Rapid advances in genetic testing promise to transform medicine, but they may up-end the insurance business in the process.
From The Economist:
“If you can make a good soufflé, you can sequence DNA.” That assertion sounds preposterous, but Hugh Rienhoff should know. When his daughter was born about three years ago, she suffered from a mysterious disability that stunted her muscle development. After many frustrated visits to specialists, Dr Rienhoff, a clinical geneticist and former venture capitalist, decided to sequence a specific part of her genome himself. He discovered that her condition, which most resembled a rare genetic disorder known as Beals’s syndrome, was probably due to a new genetic mutation. “Without a lab and for just a few hundred dollars, you can contract or outsource almost all the steps,” he explains.
What a well-connected and highly motivated scientist in California can do today the rest of the world will be able to do tomorrow. Indeed, a number of firms are already offering tests for specific ailments (or predispositions to ailments) directly to the public, cutting out the medical middle-man.

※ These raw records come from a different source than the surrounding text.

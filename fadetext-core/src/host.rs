//! Primitives a host view supplies to the scheduler.

use std::fmt;
use std::time::Duration;

/// Which fade animation to play.
#[derive(Debug, Clone, Copy, PartialEq, Eq, Hash)]
pub enum Fade {
    In,
    Out,
}

impl fmt::Display for Fade {
    fn fmt(&self, f: &mut fmt::Formatter<'_>) -> fmt::Result {
        match self {
            Self::In => f.write_str("fade-in"),
            Self::Out => f.write_str("fade-out"),
        }
    }
}

/// Identifies one scheduled cycle.
///
/// The scheduler hands a fresh token to every timer and completion
/// registration it installs. Wake-ups carrying any other token are stale.
#[derive(Debug, Clone, Copy, PartialEq, Eq, Hash, PartialOrd, Ord)]
pub struct CycleToken(u64);

impl CycleToken {
    #[must_use]
    pub const fn new(raw: u64) -> Self {
        Self(raw)
    }

    #[must_use]
    pub const fn raw(self) -> u64 {
        self.0
    }

    #[must_use]
    pub const fn next(self) -> Self {
        Self(self.0.wrapping_add(1))
    }
}

/// A continuation the host delivers back to the scheduler.
#[derive(Debug, Clone, Copy, PartialEq, Eq)]
pub enum Wake {
    /// The interval timer installed for this cycle elapsed.
    TimerElapsed(CycleToken),
    /// The animation watched for this cycle finished.
    FadeOutFinished(CycleToken),
}

impl Wake {
    #[must_use]
    pub const fn token(self) -> CycleToken {
        match self {
            Self::TimerElapsed(token) | Self::FadeOutFinished(token) => token,
        }
    }
}

/// Host view primitives.
///
/// Implementations own the real timers and animations. Once a timer fires or
/// a watched animation ends, the host's event loop passes the matching
/// [`Wake`] to [`RotatingTextScheduler::wake`](crate::RotatingTextScheduler::wake).
/// None of these calls may call back into the scheduler synchronously.
pub trait Host {
    /// Handle for a scheduled timer.
    type Timer;

    /// Show `text` without animating it.
    fn display_text(&mut self, text: &str);

    /// Start a fade animation. The scheduler only calls this while shown and
    /// not stopped.
    fn play(&mut self, fade: Fade);

    /// Attach a one-shot completion for `token` to whatever animation is
    /// currently playing.
    ///
    /// Returns `false` when nothing is playing; no completion will follow.
    fn watch_completion(&mut self, token: CycleToken) -> bool;

    /// Cancel the in-flight animation and drop any completion watcher.
    fn cancel_animation(&mut self);

    /// Arrange for [`Wake::TimerElapsed`] with `token` after `delay`.
    fn schedule_after(&mut self, delay: Duration, token: CycleToken) -> Self::Timer;

    /// Remove a timer so it never fires.
    fn cancel_timer(&mut self, timer: Self::Timer);

    /// Request a redraw.
    fn invalidate(&mut self) {}

    /// Design-time rendering (layout previews) never runs cycles.
    fn is_design_time_preview(&self) -> bool {
        false
    }

    /// Minimum time the platform needs to load and start an animation.
    ///
    /// Added to timeouts that come from declarative configuration.
    fn animation_allowance(&self) -> Duration {
        Duration::ZERO
    }
}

Dr Rienhoff, for his part, will soon launch MyDaughtersDNA.org, a not-for-profit venture intended to help others to unravel the mysteries of their family’s genes in the way that he unravelled those of his own.

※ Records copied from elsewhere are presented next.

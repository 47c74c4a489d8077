//! Path constants for configuration and log files.

use std::path::PathBuf;

/// The name of the configuration directory under ~/.config/
pub const CONFIG_DIR_NAME: &str = "fadetext";

/// The name of the main configuration file
pub const CONFIG_FILE_NAME: &str = "config.toml";

/// The name of the log file written when file logging is enabled
pub const LOG_FILE_NAME: &str = "fadetext.log";

/// Get the configuration directory path (~/.config/fadetext/)
#[must_use]
pub fn config_dir() -> PathBuf {
    dirs::home_dir()
        .unwrap_or_else(|| PathBuf::from("."))
        .join(".config")
        .join(CONFIG_DIR_NAME)
}

/// Get the config file path (~/.config/fadetext/config.toml)
#[must_use]
pub fn config_path() -> PathBuf {
    config_dir().join(CONFIG_FILE_NAME)
}

/// Get the log file path, under the platform cache directory when one exists
#[must_use]
pub fn log_file_path() -> PathBuf {
    dirs::cache_dir()
        .map_or_else(config_dir, |dir| dir.join(CONFIG_DIR_NAME))
        .join(LOG_FILE_NAME)
}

The much-heralded genetics revolution thus appears, at last, to be arriving. As with every revolution it brings hope: rapid diagnosis of disease; treatments tailored to have maximum effect with minimum side-effect; even the possibility of prevention through early warnings of susceptibility. However, as with every revolution, there is fear as well. That fear is focused mainly on the question of what has come to be known as genetic privacy.